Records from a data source
════════
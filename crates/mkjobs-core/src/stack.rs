//! Intrusive lock-free LIFO stack
//!
//! The hand-off structure for jobs: each worker owns one (producer = the
//! pool, consumer = the worker) and the completion channel owns one
//! (producers = all workers, consumer = the submitting thread).
//!
//! Nodes are boxed values that embed their own [`StackLink`], so pushing
//! never allocates and a node keeps its address while it moves from stack
//! to stack.
//!
//! # Operations
//!
//! - `push` - CAS loop, any number of concurrent producers
//! - `take_all` - swap the head with null, detaching the whole chain
//! - `pop` - CAS pop of one node, sound only with a single consumer
//!
//! `take_all` is ABA-free because it never reads `next` of a shared node.
//! `pop` reads `next` of the current head, which is only safe when no other
//! thread can free that head concurrently, hence the single-consumer rule.

use core::marker::PhantomData;
use core::ptr;
use std::sync::atomic::{AtomicPtr, Ordering};

/// Link field embedded in every stack node
pub struct StackLink<T> {
    next: AtomicPtr<T>,
}

impl<T> StackLink<T> {
    pub const fn new() -> Self {
        Self { next: AtomicPtr::new(ptr::null_mut()) }
    }
}

impl<T> Default for StackLink<T> {
    fn default() -> Self {
        Self::new()
    }
}

/// Types that can live in an [`AtomicStack`]
///
/// # Safety
///
/// `link` must always return the same `StackLink` embedded in `self`, and
/// that link must not be used by anything other than the stack.
pub unsafe trait StackNode: Sized {
    fn link(&self) -> &StackLink<Self>;
}

/// Lock-free intrusive LIFO of boxed nodes
pub struct AtomicStack<T: StackNode> {
    head: AtomicPtr<T>,
    _owns: PhantomData<Box<T>>,
}

// Safety: nodes are only reachable through the stack and move between
// threads as whole boxes.
unsafe impl<T: StackNode + Send> Send for AtomicStack<T> {}
unsafe impl<T: StackNode + Send> Sync for AtomicStack<T> {}

impl<T: StackNode> AtomicStack<T> {
    pub const fn new() -> Self {
        Self {
            head: AtomicPtr::new(ptr::null_mut()),
            _owns: PhantomData,
        }
    }

    /// Push a node. Returns `true` if the stack was empty before the push.
    ///
    /// SeqCst so that a producer's push followed by a load of the consumer's
    /// idle flag cannot be reordered against the consumer's store of that
    /// flag followed by `is_empty`.
    pub fn push(&self, node: Box<T>) -> bool {
        let node = Box::into_raw(node);
        let mut head = self.head.load(Ordering::Relaxed);
        loop {
            // Safety: we own `node` until the CAS publishes it
            unsafe { (*node).link().next.store(head, Ordering::Relaxed) };
            match self.head.compare_exchange_weak(
                head,
                node,
                Ordering::SeqCst,
                Ordering::Relaxed,
            ) {
                Ok(_) => return head.is_null(),
                Err(actual) => head = actual,
            }
        }
    }

    /// Detach every node currently on the stack, most recent first
    pub fn take_all(&self) -> Drain<T> {
        let head = self.head.swap(ptr::null_mut(), Ordering::SeqCst);
        Drain { cur: head, _owns: PhantomData }
    }

    /// Pop the most recently pushed node
    ///
    /// # Safety
    ///
    /// At most one thread may call `pop` or `take_all` on this stack at a
    /// time. Concurrent `push` is fine.
    pub unsafe fn pop(&self) -> Option<Box<T>> {
        let mut head = self.head.load(Ordering::Acquire);
        loop {
            if head.is_null() {
                return None;
            }
            // Only this consumer frees nodes, so `head` is still live
            let next = (*head).link().next.load(Ordering::Relaxed);
            match self.head.compare_exchange_weak(
                head,
                next,
                Ordering::SeqCst,
                Ordering::Acquire,
            ) {
                Ok(_) => {
                    (*head).link().next.store(ptr::null_mut(), Ordering::Relaxed);
                    return Some(Box::from_raw(head));
                }
                Err(actual) => head = actual,
            }
        }
    }

    /// Snapshot emptiness check (may be stale by the time it returns)
    #[inline]
    pub fn is_empty(&self) -> bool {
        self.head.load(Ordering::SeqCst).is_null()
    }
}

impl<T: StackNode> Default for AtomicStack<T> {
    fn default() -> Self {
        Self::new()
    }
}

impl<T: StackNode> Drop for AtomicStack<T> {
    fn drop(&mut self) {
        drop(self.take_all());
    }
}

/// Detached chain returned by [`AtomicStack::take_all`]
///
/// Owned by the caller; nodes not consumed are freed on drop.
pub struct Drain<T: StackNode> {
    cur: *mut T,
    _owns: PhantomData<Box<T>>,
}

// Safety: the chain is exclusively owned
unsafe impl<T: StackNode + Send> Send for Drain<T> {}

impl<T: StackNode> Drain<T> {
    #[inline]
    pub fn is_empty(&self) -> bool {
        self.cur.is_null()
    }
}

impl<T: StackNode> Iterator for Drain<T> {
    type Item = Box<T>;

    fn next(&mut self) -> Option<Box<T>> {
        if self.cur.is_null() {
            return None;
        }
        // Safety: the chain was detached from the stack; we own every node
        unsafe {
            let node = self.cur;
            self.cur = (*node).link().next.swap(ptr::null_mut(), Ordering::Relaxed);
            Some(Box::from_raw(node))
        }
    }
}

impl<T: StackNode> Drop for Drain<T> {
    fn drop(&mut self) {
        for node in self.by_ref() {
            drop(node);
        }
    }
}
════════
# What the exercise asks
Line by line, repeat the data exactly.

# Solution for this exercise
filename crates/mkjobs-core/src/stack.rs
//! Intrusive lock-free LIFO stack
//!
//! The hand-off structure for jobs: each worker owns one (producer = the
//! pool, consumer = the worker) and the completion channel owns one
//! (producers = all workers, consumer = the submitting thread).
//!
//! Nodes are boxed values that embed their own [`StackLink`], so pushing
//! never allocates and a node keeps its address while it moves from stack
//! to stack.
//!
//! # Operations
//!
//! - `push` - CAS loop, any number of concurrent producers
//! - `take_all` - swap the head with null, detaching the whole chain
//! - `pop` - CAS pop of one node, sound only with a single consumer
//!
//! `take_all` is ABA-free because it never reads `next` of a shared node.
//! `pop` reads `next` of the current head, which is only safe when no other
//! thread can free that head concurrently, hence the single-consumer rule.

use core::marker::PhantomData;
use core::ptr;
use std::sync::atomic::{AtomicPtr, Ordering};

/// Link field embedded in every stack node
pub struct StackLink<T> {
    next: AtomicPtr<T>,
}

impl<T> StackLink<T> {
    pub const fn new() -> Self {
        Self { next: AtomicPtr::new(ptr::null_mut()) }
    }
}

impl<T> Default for StackLink<T> {
    fn default() -> Self {
        Self::new()
    }
}

/// Types that can live in an [`AtomicStack`]
///
/// # Safety
///
/// `link` must always return the same `StackLink` embedded in `self`, and
/// that link must not be used by anything other than the stack.
pub unsafe trait StackNode: Sized {
    fn link(&self) -> &StackLink<Self>;
}

/// Lock-free intrusive LIFO of boxed nodes
pub struct AtomicStack<T: StackNode> {
    head: AtomicPtr<T>,
    _owns: PhantomData<Box<T>>,
}

// Safety: nodes are only reachable through the stack and move between
// threads as whole boxes.
unsafe impl<T: StackNode + Send> Send for AtomicStack<T> {}
unsafe impl<T: StackNode + Send> Sync for AtomicStack<T> {}

impl<T: StackNode> AtomicStack<T> {
    pub const fn new() -> Self {
        Self {
            head: AtomicPtr::new(ptr::null_mut()),
            _owns: PhantomData,
        }
    }

    /// Push a node. Returns `true` if the stack was empty before the push.
    ///
    /// SeqCst so that a producer's push followed by a load of the consumer's
    /// idle flag cannot be reordered against the consumer's store of that
    /// flag followed by `is_empty`.
    pub fn push(&self, node: Box<T>) -> bool {
        let node = Box::into_raw(node);
        let mut head = self.head.load(Ordering::Relaxed);
        loop {
            // Safety: we own `node` until the CAS publishes it
            unsafe { (*node).link().next.store(head, Ordering::Relaxed) };
            match self.head.compare_exchange_weak(
                head,
                node,
                Ordering::SeqCst,
                Ordering::Relaxed,
            ) {
                Ok(_) => return head.is_null(),
                Err(actual) => head = actual,
            }
        }
    }

    /// Detach every node currently on the stack, most recent first
    pub fn take_all(&self) -> Drain<T> {
        let head = self.head.swap(ptr::null_mut(), Ordering::SeqCst);
        Drain { cur: head, _owns: PhantomData }
    }

    /// Pop the most recently pushed node
    ///
    /// # Safety
    ///
    /// At most one thread may call `pop` or `take_all` on this stack at a
    /// time. Concurrent `push` is fine.
    pub unsafe fn pop(&self) -> Option<Box<T>> {
        let mut head = self.head.load(Ordering::Acquire);
        loop {
            if head.is_null() {
                return None;
            }
            // Only this consumer frees nodes, so `head` is still live
            let next = (*head).link().next.load(Ordering::Relaxed);
            match self.head.compare_exchange_weak(
                head,
                next,
                Ordering::SeqCst,
                Ordering::Acquire,
            ) {
                Ok(_) => {
                    (*head).link().next.store(ptr::null_mut(), Ordering::Relaxed);
                    return Some(Box::from_raw(head));
                }
                Err(actual) => head = actual,
            }
        }
    }

    /// Snapshot emptiness check (may be stale by the time it returns)
    #[inline]
    pub fn is_empty(&self) -> bool {
        self.head.load(Ordering::SeqCst).is_null()
    }
}

impl<T: StackNode> Default for AtomicStack<T> {
    fn default() -> Self {
        Self::new()
    }
}

impl<T: StackNode> Drop for AtomicStack<T> {
    fn drop(&mut self) {
        drop(self.take_all());
    }
}

/// Detached chain returned by [`AtomicStack::take_all`]
///
/// Owned by the caller; nodes not consumed are freed on drop.
pub struct Drain<T: StackNode> {
    cur: *mut T,
    _owns: PhantomData<Box<T>>,
}

// Safety: the chain is exclusively owned
unsafe impl<T: StackNode + Send> Send for Drain<T> {}

impl<T: StackNode> Drain<T> {
    #[inline]
    pub fn is_empty(&self) -> bool {
        self.cur.is_null()
    }
}

impl<T: StackNode> Iterator for Drain<T> {
    type Item = Box<T>;

    fn next(&mut self) -> Option<Box<T>> {
        if self.cur.is_null() {
            return None;
        }
        // Safety: the chain was detached from the stack; we own every node
        unsafe {
            let node = self.cur;
            self.cur = (*node).link().next.swap(ptr::null_mut(), Ordering::Relaxed);
            Some(Box::from_raw(node))
        }
    }
}

impl<T: StackNode> Drop for Drain<T> {
    fn drop(&mut self) {
        for node in self.by_ref() {
            drop(node);
        }
    }
}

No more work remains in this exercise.